Problem requirements:
Gather every line of the entries that includes the word "programming".

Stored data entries
****
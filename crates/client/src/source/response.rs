//! Daily-content API response types and normalization.
//!
//! Payloads arrive in several shapes: structured `sections` or the legacy
//! flat `previousContent`/`keyChange`/`currentContent`/`body` fields, with
//! badges (`category`, `priority`) either inside `content` or beside it.
//! [`normalize_record`] folds them all into one [`ContentRecord`].

use refill_core::{ContentRecord, LegacyFields, Sections, SourceLink};
use serde::{Deserialize, Serialize};
use serde_json::{Map, Value};

/// Raw envelope from `GET /content/daily`.
#[derive(Debug, Deserialize)]
pub struct DailyApiResponse {
    #[serde(default)]
    pub ok: bool,
    #[serde(default)]
    pub data: Option<Value>,
    #[serde(default)]
    pub error: Option<String>,
}

/// Which tier of the server-side lookup produced the content.
#[derive(Debug, Clone, Copy, PartialEq, Eq, Serialize, Deserialize)]
#[serde(rename_all = "lowercase")]
pub enum ResolvedFrom {
    /// Dated content written by an admin.
    #[serde(alias = "firestore")]
    Admin,
    /// Found only after falling back to the common cohort.
    Common,
    /// Date-independent fallback content.
    Evergreen,
    None,
}

impl ResolvedFrom {
    /// Parse the wire value; unknown or missing values map to `None`.
    pub fn from_wire(raw: Option<&str>) -> Self {
        match raw {
            Some("admin" | "firestore") => Self::Admin,
            Some("common") => Self::Common,
            Some("evergreen") => Self::Evergreen,
            _ => Self::None,
        }
    }
}

/// Keys whose presence at the data level marks a flat (legacy) payload.
const FLAT_KEYS: &[&str] = &["title", "sections", "body", "keyChange", "previousContent", "currentContent"];

fn str_field<'a>(obj: &'a Map<String, Value>, key: &str) -> Option<&'a str> {
    obj.get(key).and_then(Value::as_str)
}

fn first_str<'a>(obj: &'a Map<String, Value>, keys: &[&str]) -> Option<&'a str> {
    keys.iter().find_map(|k| str_field(obj, k).filter(|s| !s.is_empty()))
}

fn sections_of(obj: &Map<String, Value>) -> Option<Sections> {
    let s = obj.get("sections")?.as_object()?;
    Some(Sections {
        past: str_field(s, "past").unwrap_or_default().to_string(),
        change: str_field(s, "change").unwrap_or_default().to_string(),
        detail: str_field(s, "detail").unwrap_or_default().to_string(),
    })
}

fn flat_sections(obj: &Map<String, Value>) -> Sections {
    Sections {
        past: first_str(obj, &["previousContent", "past"]).unwrap_or_default().to_string(),
        change: first_str(obj, &["keyChange", "change"]).unwrap_or_default().to_string(),
        detail: first_str(obj, &["detail", "currentContent", "body"])
            .unwrap_or_default()
            .to_string(),
    }
}

fn legacy_fields(obj: &Map<String, Value>) -> LegacyFields {
    let raw = |key: &str| str_field(obj, key).map(str::to_string);
    LegacyFields {
        key_change: raw("keyChange"),
        previous_content: raw("previousContent"),
        current_content: raw("currentContent"),
        body: raw("body"),
    }
}

fn sources_of(obj: &Map<String, Value>) -> Option<Vec<SourceLink>> {
    let arr = obj.get("sources")?.as_array()?;
    Some(
        arr.iter()
            .filter_map(Value::as_object)
            .filter_map(|s| {
                Some(SourceLink { label: str_field(s, "label")?.to_string(), url: str_field(s, "url")?.to_string() })
            })
            .collect(),
    )
}

/// Normalize an API `data` object (or a legacy row) into a content record.
///
/// Returns `None` when there is no content: `content` is null/absent and the
/// object carries none of the flat payload keys.
pub fn normalize_record(data: &Value) -> Option<ContentRecord> {
    let outer = data.as_object()?;
    let content = match outer.get("content") {
        Some(Value::Object(inner)) => inner,
        _ if FLAT_KEYS.iter().any(|k| outer.get(*k).is_some_and(|v| !v.is_null())) => outer,
        _ => return None,
    };

    let pick = |key: &str| {
        str_field(content, key)
            .or_else(|| str_field(outer, key))
            .map(str::to_string)
    };

    let sections = sections_of(content)
        .or_else(|| sections_of(outer))
        .unwrap_or_else(|| flat_sections(content));

    Some(ContentRecord {
        title: pick("title"),
        sections,
        category: pick("category"),
        priority: pick("priority"),
        sources: sources_of(content).or_else(|| sources_of(outer)).unwrap_or_default(),
        legacy: legacy_fields(content),
    })
}

#[cfg(test)]
mod tests {
    use super::*;
    use serde_json::json;

    const FIXTURE_JSON: &str = r#"{
        "ok": true,
        "data": {
            "date": "2026-01-19",
            "cohort": "1990s",
            "resolvedFrom": "admin",
            "status": "published",
            "category": "programming",
            "priority": "medium",
            "content": {
                "contentVersion": 2,
                "title": "App Router",
                "sections": { "past": "P", "change": "C", "detail": "D" },
                "sources": [{ "label": "docs", "url": "https://example.com" }]
            },
            "updatedAt": "2026-01-19T09:10:00+09:00"
        }
    }"#;

    #[test]
    fn test_structured_payload_with_sibling_badges() {
        let response: DailyApiResponse = serde_json::from_str(FIXTURE_JSON).unwrap();
        assert!(response.ok);
        let data = response.data.unwrap();
        let record = normalize_record(&data).unwrap();

        assert_eq!(record.title.as_deref(), Some("App Router"));
        assert_eq!(record.sections, Sections { past: "P".into(), change: "C".into(), detail: "D".into() });
        assert_eq!(record.category.as_deref(), Some("programming"));
        assert_eq!(record.priority.as_deref(), Some("medium"));
        assert_eq!(record.sources.len(), 1);
        assert_eq!(record.sources[0].url, "https://example.com");
        assert!(record.legacy.is_empty());
    }

    #[test]
    fn test_nested_badges_win_over_siblings() {
        let data = json!({
            "category": "outer",
            "content": { "title": "T", "category": "inner", "sections": { "past": "", "change": "", "detail": "D" } }
        });
        let record = normalize_record(&data).unwrap();
        assert_eq!(record.category.as_deref(), Some("inner"));
        assert!(record.priority.is_none());
    }

    #[test]
    fn test_legacy_flat_fields() {
        let row = json!({
            "date": "2026-01-19",
            "cohort": "1990s",
            "title": "Legacy",
            "body": "body text",
            "keyChange": "what changed",
            "previousContent": "before",
            "currentContent": "after",
            "priority": "high"
        });
        let record = normalize_record(&row).unwrap();
        assert_eq!(record.sections.past, "before");
        assert_eq!(record.sections.change, "what changed");
        assert_eq!(record.sections.detail, "after");
        assert_eq!(record.priority.as_deref(), Some("high"));
        assert_eq!(record.legacy.body.as_deref(), Some("body text"));
        assert_eq!(record.legacy.key_change.as_deref(), Some("what changed"));
    }

    #[test]
    fn test_legacy_body_only_becomes_detail() {
        let row = json!({ "title": "Evergreen", "body": "fallback text" });
        let record = normalize_record(&row).unwrap();
        assert_eq!(record.sections.detail, "fallback text");
        assert!(record.sections.past.is_empty());
    }

    #[test]
    fn test_null_content_is_no_content() {
        let data = json!({ "date": "2026-01-19", "cohort": "1990s", "resolvedFrom": "none", "content": null });
        assert!(normalize_record(&data).is_none());
        assert!(normalize_record(&Value::Null).is_none());
    }

    #[test]
    fn test_malformed_sources_are_dropped() {
        let data = json!({
            "content": { "title": "T", "sources": [{ "label": "ok", "url": "u" }, { "label": 3 }, "junk"] }
        });
        let record = normalize_record(&data).unwrap();
        assert_eq!(record.sources, vec![SourceLink { label: "ok".into(), url: "u".into() }]);
    }

    #[test]
    fn test_resolved_from_wire_values() {
        assert_eq!(ResolvedFrom::from_wire(Some("admin")), ResolvedFrom::Admin);
        assert_eq!(ResolvedFrom::from_wire(Some("firestore")), ResolvedFrom::Admin);
        assert_eq!(ResolvedFrom::from_wire(Some("evergreen")), ResolvedFrom::Evergreen);
        assert_eq!(ResolvedFrom::from_wire(Some("bogus")), ResolvedFrom::None);
        assert_eq!(ResolvedFrom::from_wire(None), ResolvedFrom::None);
    }
}
//! reader_settings tool implementation.
//!
//! Reads and updates birth year and reminder preference. Fields left out are
//! unchanged; the full current settings are always returned.

use refill_core::cohort::cohort_options;
use refill_core::{Error, ReminderSettings};
use rmcp::{
    ErrorData as McpError,
    model::{CallToolResult, Content},
};
use schemars::JsonSchema;
use serde::{Deserialize, Serialize};

use crate::state::ReaderState;

/// Birth years on either side of the reader's own offered for preview.
const PREVIEW_SPAN_YEARS: i32 = 10;

/// Parameters for the reader_settings tool.
#[derive(Debug, Clone, Default, Serialize, Deserialize, JsonSchema)]
pub struct ReaderSettingsParams {
    /// New birth year (1900-2100).
    #[serde(default)]
    pub birth_year: Option<i32>,

    /// Turn the daily reminder on or off.
    #[serde(default)]
    pub reminder_enabled: Option<bool>,

    /// Reminder time as HH:MM, 24-hour.
    #[serde(default)]
    pub reminder_time: Option<String>,
}

/// Output from the reader_settings tool.
#[derive(Debug, Clone, Serialize, Deserialize)]
pub struct ReaderSettingsOutput {
    pub birth_year: Option<i32>,
    pub cohort: Option<String>,
    /// Cohorts near the reader's own, for preview.
    pub cohort_options: Vec<String>,
    pub reminder: ReminderSettings,
}

/// Implementation of the reader_settings tool.
pub async fn settings_impl(state: &ReaderState, params: ReaderSettingsParams) -> Result<CallToolResult, McpError> {
    let settings = &state.settings;

    if let Some(year) = params.birth_year {
        settings.set_birth_year(year).await?;
    }

    if params.reminder_enabled.is_some() || params.reminder_time.is_some() {
        let current = settings.reminder().await;
        let enabled = params.reminder_enabled.unwrap_or(current.enabled);
        let time = params.reminder_time.unwrap_or(current.time);
        settings.set_reminder(enabled, &time).await?;
    }

    let birth_year = settings.birth_year().await;
    let output = ReaderSettingsOutput {
        birth_year,
        cohort: settings.own_cohort().await,
        cohort_options: birth_year
            .map(|y| cohort_options(y, PREVIEW_SPAN_YEARS))
            .unwrap_or_default(),
        reminder: settings.reminder().await,
    };
    let json = serde_json::to_string_pretty(&output)
        .map_err(|e| Error::InvalidInput(format!("Failed to serialize output: {e}")))?;

    Ok(CallToolResult::success(vec![Content::text(json)]))
}

#[cfg(test)]
mod tests {
    use super::*;
    use crate::state::test_support::{fixture, output_json};

    async fn call(state: &ReaderState, params: ReaderSettingsParams) -> ReaderSettingsOutput {
        serde_json::from_value(output_json(&settings_impl(state, params).await.unwrap())).unwrap()
    }

    #[tokio::test]
    async fn test_settings_defaults() {
        let f = fixture();
        let out = call(&f.state, ReaderSettingsParams::default()).await;
        assert!(out.birth_year.is_none());
        assert!(out.cohort_options.is_empty());
        assert_eq!(out.reminder, ReminderSettings::default());
    }

    #[tokio::test]
    async fn test_settings_update_birth_year() {
        let f = fixture();
        let out = call(&f.state, ReaderSettingsParams { birth_year: Some(1994), ..Default::default() }).await;
        assert_eq!(out.cohort.as_deref(), Some("1990s"));
        assert_eq!(out.cohort_options, vec!["1980s", "1990s", "2000s"]);

        let err = settings_impl(&f.state, ReaderSettingsParams { birth_year: Some(3000), ..Default::default() }).await;
        assert!(err.is_err());
    }

    #[tokio::test]
    async fn test_settings_partial_reminder_update() {
        let f = fixture();
        let out = call(&f.state, ReaderSettingsParams { reminder_enabled: Some(true), ..Default::default() }).await;
        assert_eq!(out.reminder, ReminderSettings { enabled: true, time: "21:00".into() });

        let out = call(&f.state, ReaderSettingsParams { reminder_time: Some("7:30".into()), ..Default::default() }).await;
        assert_eq!(out.reminder, ReminderSettings { enabled: true, time: "07:30".into() });
    }
}
//! cache_invalidate tool implementation.
//!
//! Cascade-deletes bundles (and their read flags) for one day, a date range,
//! or everything.

use refill_core::Error;
use refill_core::calendar::{format_ymd, parse_ymd};
use rmcp::{
    ErrorData as McpError,
    model::{CallToolResult, Content},
};
use schemars::JsonSchema;
use serde::{Deserialize, Serialize};

use crate::state::ReaderState;

/// Which bundles to drop.
#[derive(Debug, Clone, Copy, PartialEq, Eq, Serialize, Deserialize, JsonSchema)]
#[serde(rename_all = "lowercase")]
pub enum InvalidateScope {
    /// One (date, cohort) bundle.
    One,
    /// Every bundle with start <= date <= end, optionally one cohort only.
    Range,
    /// Every bundle. Requires a reason.
    All,
}

/// Parameters for the cache_invalidate tool.
#[derive(Debug, Clone, Serialize, Deserialize, JsonSchema)]
pub struct CacheInvalidateParams {
    pub scope: InvalidateScope,

    /// Day for scope "one", YYYY-MM-DD.
    #[serde(default)]
    pub date: Option<String>,

    /// Range start for scope "range", YYYY-MM-DD.
    #[serde(default)]
    pub start: Option<String>,

    /// Range end (inclusive) for scope "range", YYYY-MM-DD.
    #[serde(default)]
    pub end: Option<String>,

    /// Cohort; required for "one", optional filter for "range".
    #[serde(default)]
    pub cohort: Option<String>,

    /// Free-text reason recorded for diagnostics.
    #[serde(default)]
    pub reason: Option<String>,
}

/// Output from the cache_invalidate tool.
#[derive(Debug, Clone, Serialize, Deserialize)]
pub struct CacheInvalidateOutput {
    pub scope: InvalidateScope,
    /// Bundles removed.
    pub deleted: usize,
    /// Reason string as recorded.
    pub recorded_reason: Option<String>,
}

fn required_date(value: Option<&str>, field: &str) -> Result<String, Error> {
    let raw = value.ok_or_else(|| Error::InvalidInput(format!("{field} is required")))?;
    Ok(format_ymd(parse_ymd(raw.trim())?))
}

fn non_blank(value: Option<&str>) -> Option<&str> {
    value.map(str::trim).filter(|s| !s.is_empty())
}

/// Implementation of the cache_invalidate tool.
pub async fn invalidate_impl(state: &ReaderState, params: CacheInvalidateParams) -> Result<CallToolResult, McpError> {
    let reason = non_blank(params.reason.as_deref());
    let invalidator = &state.invalidator;

    let deleted = match params.scope {
        InvalidateScope::One => {
            let date = required_date(params.date.as_deref(), "date")?;
            let cohort = params
                .cohort
                .as_deref()
                .ok_or_else(|| Error::InvalidInput("cohort is required for scope one".into()))?;
            let cohort = state.resolve_cohort(Some(cohort)).await?;
            usize::from(invalidator.invalidate_one(&date, &cohort, reason).await)
        }
        InvalidateScope::Range => {
            let start = required_date(params.start.as_deref(), "start")?;
            let end = required_date(params.end.as_deref(), "end")?;
            if start > end {
                return Err(Error::InvalidInput("start must not be after end".into()).into());
            }
            let cohort = match params.cohort.as_deref() {
                Some(c) => Some(state.resolve_cohort(Some(c)).await?),
                None => None,
            };
            invalidator
                .invalidate_range(&start, &end, cohort.as_deref(), reason)
                .await
        }
        InvalidateScope::All => {
            let reason = reason.ok_or_else(|| Error::InvalidInput("reason is required for scope all".into()))?;
            invalidator.invalidate_all(reason).await
        }
    };

    let output = CacheInvalidateOutput { scope: params.scope, deleted, recorded_reason: invalidator.last_reason().await };
    let json = serde_json::to_string_pretty(&output)
        .map_err(|e| Error::InvalidInput(format!("Failed to serialize output: {e}")))?;

    Ok(CallToolResult::success(vec![Content::text(json)]))
}
//! Cache maintenance MCP tools.
//!
//! This module provides tools for invalidating and sweeping device bundles.

pub mod invalidate;
pub mod sweep;

pub use invalidate::{CacheInvalidateParams, invalidate_impl};
pub use sweep::sweep_impl;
****
Problem solution:
            "category": "programming",
        assert_eq!(record.category.as_deref(), Some("programming"));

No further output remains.